Anthropologist and psychoanalyst Géza Róheim was born in Budapest on September 12, 1891, and died in New York on June 7, 1953.
Born to a prosperous family of Jewish merchants, as a child Géza had a passion for folk tales and while a high school student he delivered a paper before the Hungarian Ethnological Society. At the University of Budapest he studied geography, linguistics, philosophy, law, and literature; then, in Berlin and Leipzig, anthropology and the history of religion. Because anthropology was not yet a fully developed discipline, when he received his doctorate in 1914 his examination was in geography. As an assistant librarian in 1917 in the Széchenyi Library of the Hungarian National Museum, Róheim essentially specialized in folklore. In 1918 he married Ilona, who would become his partner in anthropological research.
Róheim had become acquainted with psychoanalysis while a student, and his first article "Dragons and Dragon Killers," published in 1911, brought a psychoanalytic perspective to the explanation of myths. In 1916 he began analysis, first with Sándor Ferenczi and later with Vilma Kovács. In Spiegelzauber (Mirror Magic), first published in 1919, Róheim made extensive use of Freud's recently developed theory of narcissism.
During Béla Kun's short-lived communist revolution in 1918, Róheim helped reorganize the Hungarian National Museum, where he held the first chair of anthropology at the University of Budapest. But when the regime failed after just three months, Róheim lost his academic position.

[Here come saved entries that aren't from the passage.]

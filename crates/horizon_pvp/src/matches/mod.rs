//! # Match Engine
//!
//! Every PvP match runs the same lifecycle actor:
//!
//! ```text
//! preparation ──(timer)──▶ active ──(victory | timer)──▶ ending ──(timer)──▶ complete ──(cleanup)──▶ exit
//! ```
//!
//! What scores, what wins and what a player can interact with is supplied by
//! a [`MatchRules`] implementation:
//!
//! * [`BattlegroundRules`] - control points and resource nodes, score limit
//! * [`WarplotRules`] - destructible generators, war coins and defenses
//! * [`ArenaRules`] - elimination, rated
//!
//! Rules are plain synchronous state; the actor owns timers, broadcasts and
//! persistence.

mod actor;
mod arena;
mod battleground;
mod core;
mod warplot;

pub use self::core::{
    MatchCore, MatchPhase, ObjectiveBoard, ObjectiveView, Participant, PerSide, PlayerStats,
    Scoreboard, Victory, VictoryReason,
};
pub use actor::{MatchEvent, MatchHandle, MatchSnapshot};
pub(crate) use actor::spawn_match;
pub use arena::ArenaRules;
pub use battleground::BattlegroundRules;
pub use warplot::{GeneratorView, WarplotRules};

use crate::error::MatchError;
use crate::queue::ArenaTeam;
use horizon_contracts::{Bracket, CharacterId, Currency, Side};
use serde::{Deserialize, Serialize};

/// Player interactions beyond kills.
#[derive(Debug, Clone, Copy, PartialEq, Eq, Serialize, Deserialize)]
#[serde(tag = "action", rename_all = "snake_case")]
pub enum MatchAction {
    InteractObjective { objective_id: u32 },
    CaptureResource { node_id: u32 },
    DamageGenerator { generator_id: u32, amount: u64 },
    InstallDefense { defense_id: u32, slot: u32 },
}

#[derive(Debug, Clone, Copy, PartialEq, Eq, Serialize, Deserialize)]
#[serde(tag = "outcome", rename_all = "snake_case")]
pub enum ActionOutcome {
    Captured { objective_id: u32, side: Side },
    AlreadyHeld { objective_id: u32 },
    GeneratorDamaged { generator_id: u32, health: u64 },
    GeneratorDestroyed { generator_id: u32 },
    DefenseInstalled { defense_id: u32, slot: u32, coins_left: u32 },
}

/// Per-match currency payout for players who saw the match through.
#[derive(Debug, Clone, Copy, PartialEq, Eq)]
pub struct MatchRewards {
    pub currency: Currency,
    pub win: u32,
    pub loss: u32,
    pub draw: u32,
}

/// Rule-specific part of a match snapshot.
#[derive(Debug, Clone, PartialEq, Eq, Serialize, Deserialize)]
#[serde(tag = "rules", rename_all = "snake_case")]
pub enum RulesView {
    Battleground {
        objectives: Vec<ObjectiveView>,
    },
    Warplot {
        generators: Vec<GeneratorView>,
        energy_nodes: Vec<ObjectiveView>,
        coins: PerSide<u32>,
        defenses: Vec<(Side, u32, u32)>,
    },
    Arena {
        bracket: Bracket,
        red: ArenaTeam,
        blue: ArenaTeam,
    },
}

/// Scoring and victory rules of one match kind.
pub trait MatchRules: Send + Sync + 'static {
    fn kind(&self) -> &'static str;

    fn bracket(&self) -> Bracket;

    /// Periodic score accrual while active.
    fn on_score_tick(&mut self, core: &mut MatchCore) -> Option<Victory>;

    /// Called after `core` has credited the kill.
    fn on_kill(&mut self, core: &mut MatchCore, killer: CharacterId, killer_side: Side, victim_side: Side) -> Option<Victory>;

    fn on_action(
        &mut self,
        core: &mut MatchCore,
        character: CharacterId,
        action: MatchAction,
    ) -> Result<(ActionOutcome, Option<Victory>), MatchError>;

    /// Called after a player of `side` deserted an active match.
    fn on_departure(&mut self, core: &mut MatchCore, side: Side) -> Option<Victory> {
        core.members(side)
            .is_empty()
            .then(|| Victory::side(side.opponent(), VictoryReason::Forfeit))
    }

    fn on_timeout(&self, core: &MatchCore) -> Victory {
        Victory::on_timeout(core)
    }

    /// Teams whose ratings the result moves.
    fn rated_teams(&self) -> Option<(&ArenaTeam, &ArenaTeam)> {
        None
    }

    fn rewards(&self) -> Option<MatchRewards> {
        None
    }

    fn view(&self) -> RulesView;
}
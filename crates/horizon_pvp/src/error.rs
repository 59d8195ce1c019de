use crate::matches::MatchPhase;
use horizon_contracts::{ActorError, Bracket, CharacterId, MatchId, TeamId};

/// Rejections from the arena queue.
#[derive(Debug, Clone, PartialEq, Eq, thiserror::Error)]
pub enum QueueError {
    #[error("Team {0} is already queued")]
    AlreadyQueued(TeamId),

    #[error("Team {0} is not queued")]
    NotQueued(TeamId),

    #[error("Bracket {0} is not an arena bracket")]
    NotArenaBracket(Bracket),

    #[error("Bracket needs {expected} players, roster has {actual}")]
    WrongTeamSize { expected: usize, actual: usize },

    #[error("{0} is flagged as a deserter")]
    Deserter(CharacterId),

    #[error(transparent)]
    Actor(#[from] ActorError),
}

/// Rejections from match actors and the match supervisor.
#[derive(Debug, Clone, PartialEq, Eq, thiserror::Error)]
pub enum MatchError {
    #[error("Match not active (currently {0})")]
    NotActive(MatchPhase),

    #[error("{0} is not a participant")]
    NotParticipant(CharacterId),

    #[error("{0} has left the match")]
    Deserted(CharacterId),

    #[error("{killer} cannot be credited for killing {victim}, an ally")]
    FriendlyKill { killer: CharacterId, victim: CharacterId },

    #[error("Unknown objective {0}")]
    UnknownObjective(u32),

    #[error("Objective {0} cannot be used that way")]
    WrongObjectiveKind(u32),

    #[error("Unknown generator {0}")]
    UnknownGenerator(u32),

    #[error("Generator {0} belongs to your own side")]
    OwnGenerator(u32),

    #[error("Generator {0} is already destroyed")]
    GeneratorDestroyed(u32),

    #[error("Unknown defense {0}")]
    UnknownDefense(u32),

    #[error("Plug slot {0} does not exist")]
    InvalidSlot(u32),

    #[error("Plug slot {0} is already occupied")]
    SlotOccupied(u32),

    #[error("Not enough war coins: need {needed}, have {available}")]
    InsufficientCoins { needed: u32, available: u32 },

    #[error("{0} matches do not support that action")]
    Unsupported(&'static str),

    #[error("A side has {actual} players, limit is {limit}")]
    RosterTooLarge { limit: usize, actual: usize },

    #[error("Both sides need at least one player")]
    EmptyRoster,

    #[error("Match {0} not found")]
    NotFound(MatchId),

    #[error("Match supervisor is shutting down")]
    ShuttingDown,

    #[error(transparent)]
    Actor(#[from] ActorError),
}
//! Error types for instances, encounters and their registry.

use crate::instance::InstanceStatus;
use horizon_contracts::{ActorError, BossId, CharacterId, InstanceGuid};

/// Rejections from a boss encounter.
#[derive(Debug, Clone, PartialEq, thiserror::Error)]
pub enum EncounterError {
    #[error("Boss is not engaged")]
    NotEngaged,

    #[error("Boss is already engaged")]
    AlreadyEngaged,

    #[error("Boss is already defeated")]
    AlreadyDefeated,

    /// The boss has infinite interrupt armor
    #[error("Boss cannot be interrupted")]
    InterruptImmune,

    #[error("Interrupt armor is depleted")]
    ArmorDepleted,

    #[error(transparent)]
    Actor(#[from] ActorError),
}

/// Rejections from an instance.
#[derive(Debug, Clone, PartialEq, thiserror::Error)]
pub enum InstanceError {
    #[error("Character {0} is not a member of this instance")]
    NotMember(CharacterId),

    #[error("Character {0} is already a member of this instance")]
    AlreadyMember(CharacterId),

    #[error("Instance is full ({0} players)")]
    Full(usize),

    #[error("Only the group leader can do that")]
    NotLeader,

    #[error("Operation not allowed while the instance is {0:?}")]
    InvalidState(InstanceStatus),

    #[error("Boss {0} is already defeated")]
    BossAlreadyDefeated(BossId),

    #[error("Cannot reset while a boss is engaged")]
    BossEngaged,

    #[error("Nothing to reset")]
    NothingToReset,

    #[error("Not a Mythic+ instance")]
    NotMythic,

    #[error(transparent)]
    Encounter(#[from] EncounterError),

    #[error(transparent)]
    Actor(#[from] ActorError),
}

/// Lookup failures in the instance registry.
#[derive(Debug, Clone, PartialEq, thiserror::Error)]
pub enum RegistryError {
    #[error("Instance {0} not found")]
    InstanceNotFound(InstanceGuid),

    #[error("No encounter for boss {1} in instance {0}")]
    EncounterNotFound(InstanceGuid, BossId),

    #[error("Registry is shutting down")]
    ShuttingDown,
}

Henceforth he made a living through analytic practice and by giving occasional courses in English.
In 1921, Róheim received the Freud Prize for his study "Das Selbst" ("The Self") and for his paper on Australian totemism delivered at The Hague Congress in 1920. In 1927, when Bronislaw Malinowski famously contested the existence of the Oedipus complex in matrilineal societies, Róheim had the task of gathering material to refute the ethnologist's arguments. Several expeditions, beginning in 1928 and sponsored by Marie Bonaparte, enabled Róheim to do field work in Central Australia, New Guinea, Normanby Island, and in Arizona among the Yuma.
From this work in the field Róheim developed his major themes. In 1932 he published "Psychoanalysis of Primitive Cultural Types" and arguably his central work, The Riddle of the Sphinx, appeared in 1934. He emphasized the significance of the primal scene and, relying on work in comparative anatomy by German physiologist Ludwig Bolk, attempted to demonstrate the role of fetal characteristics in human mental life, which he believed had important and to some extent pathogenic consequences.
In the autumn of 1938, after the rise of fascism and with war fast approaching, Róheim emigrated to the United States. He first settled in Worcester, Massachusetts, where he practiced as a psychoanalyst at the State Hospital for the Insane; he subsequently settled in New York. As a non-medical analyst, Róheim was not accepted into the New York Psychoanalytic Society, nor could he find an academic appointment. His work, based on a systematic human psychology, found little support among the functionalist ethnologists then predominant in the universities, while he himself remained critical of cultural anthropology. Ever creative and intrepid, Róheim organized a seminar in his home that brought together, among others, anthropologists Weston La Barre, Werner Münsterberger, and Georges Devereux. In 1947, he undertook a new expedition among the Navajo.
Róheim left a considerable body of work that includes some one hundred fifty studies and a dozen books on a host of topics in anthropology, sociology, history, mythology, folklore, and psychoanalysis. To him is owed a method of applied psychoanalysis buttressed by field investigation. He developed an ontogenetic theory of culture and, citing Ferenczi, he contended that a foundational trauma lies at the root of each culture. Also, influenced by Melanie Klein, Róheim offered an account of basic human activities, emphasizing the significance of fantasies of destruction and reparation. Marked by a deep cultural pessimism, Róheim always pointed to the cultural superiority of "primitive" people while viewing Western societies as dominated by anal retentiveness and reaction formations.
See also: Anthropology and psychoanalysis; Ethnopsycho-analysis; Hungarian School; Hungary; Magical thinking; Myth; Oedipus complex; Primitive horde; Second World War: The effects on the development of psychoanalysis; Sociology and psychoanalysis/sociopsychoanalysis.
Róheim, Géza (1919). Spiegelzauber. Wien: Internationaler Psychoanalytischer Verlag.
. (1932). Psychoanalysis of primitive cultural types. International Journal of Psycho-Analysis, 13: 2-224.
. (1934). The riddle of the sphinx. London: Hogarth Press
. (1943). The origin and function of culture. New York: Nervous and mental disease monographs 3.
. (1955). Magic and schizophrenia. New York: International Universities Press.
. (1992). Fire in the dragon and other psychoanalytic essays on folklore (Alan Dundes, Ed.). Princeton, NJ: Princeton University Press.